__Provided information__.
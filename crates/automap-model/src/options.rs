//! Configuration options for mapping calls.

use serde::{Deserialize, Serialize};

/// Default bound on nested record recursion.
///
/// Deeper graphs are rejected, not truncated.
pub const DEFAULT_MAX_DEPTH: usize = 64;

/// What the copier does when a source field holds no value.
#[derive(Debug, Clone, Copy, PartialEq, Eq, Default, Serialize, Deserialize)]
#[serde(rename_all = "lowercase")]
pub enum AbsentValuePolicy {
    /// Write the absence through: optional fields become `None`, plain
    /// fields are reset to their default.
    #[default]
    Propagate,
    /// Leave the destination field untouched.
    Skip,
}

/// Options controlling the structural copy.
#[derive(Debug, Clone, PartialEq, Eq, Serialize, Deserialize)]
#[serde(default)]
pub struct MapperOptions {
    /// Handling of absent source values.
    pub absent_values: AbsentValuePolicy,

    /// Maximum nesting depth for record recursion.
    ///
    /// The top-level value is depth 0. With the default of
    /// [`DEFAULT_MAX_DEPTH`], a graph nested deeper than 64 records (for
    /// example a boxed linked list of 66 nodes) is rejected with a
    /// depth-limit error even though it is acyclic. `None` removes the
    /// bound; recursion then ends only when the object graph does, at the
    /// cost of stack depth.
    pub max_depth: Option<usize>,
}

impl Default for MapperOptions {
    fn default() -> Self {
        Self {
            absent_values: AbsentValuePolicy::Propagate,
            max_depth: Some(DEFAULT_MAX_DEPTH),
        }
    }
}

impl MapperOptions {
    pub fn new() -> Self {
        Self::default()
    }

    #[must_use]
    pub fn with_absent_values(mut self, policy: AbsentValuePolicy) -> Self {
        self.absent_values = policy;
        self
    }

    #[must_use]
    pub fn with_max_depth(mut self, max_depth: Option<usize>) -> Self {
        self.max_depth = max_depth;
        self
    }
}

#[cfg(test)]
mod tests {
    use super::*;

    #[test]
    fn defaults_propagate_with_bounded_depth() {
        let options = MapperOptions::default();
        assert_eq!(options.absent_values, AbsentValuePolicy::Propagate);
        assert_eq!(options.max_depth, Some(DEFAULT_MAX_DEPTH));
    }

    #[test]
    fn missing_keys_fall_back_to_defaults() {
        let options: MapperOptions =
            serde_json::from_str(r#"{"absent_values": "skip"}"#).expect("parse options");
        assert_eq!(options.absent_values, AbsentValuePolicy::Skip);
        assert_eq!(options.max_depth, Some(DEFAULT_MAX_DEPTH));

        let options: MapperOptions =
            serde_json::from_str(r#"{"max_depth": null}"#).expect("parse options");
        assert_eq!(options.max_depth, None);
    }

    #[test]
    fn options_serialize() {
        let options = MapperOptions::new()
            .with_absent_values(AbsentValuePolicy::Skip)
            .with_max_depth(Some(3));
        let json = serde_json::to_string(&options).expect("serialize options");
        let round: MapperOptions = serde_json::from_str(&json).expect("deserialize options");
        assert_eq!(round, options);
    }
}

__Exercise directions__.
Word for word, restate the entries from the first line to the line that has "Default, Serialize, Deserialize)]", both included, and nothing else.

__Solution to the problem__.
filename crates/automap-model/src/options.rs
//! Configuration options for mapping calls.

use serde::{Deserialize, Serialize};

/// Default bound on nested record recursion.
///
/// Deeper graphs are rejected, not truncated.
pub const DEFAULT_MAX_DEPTH: usize = 64;

/// What the copier does when a source field holds no value.
#[derive(Debug, Clone, Copy, PartialEq, Eq, Default, Serialize, Deserialize)]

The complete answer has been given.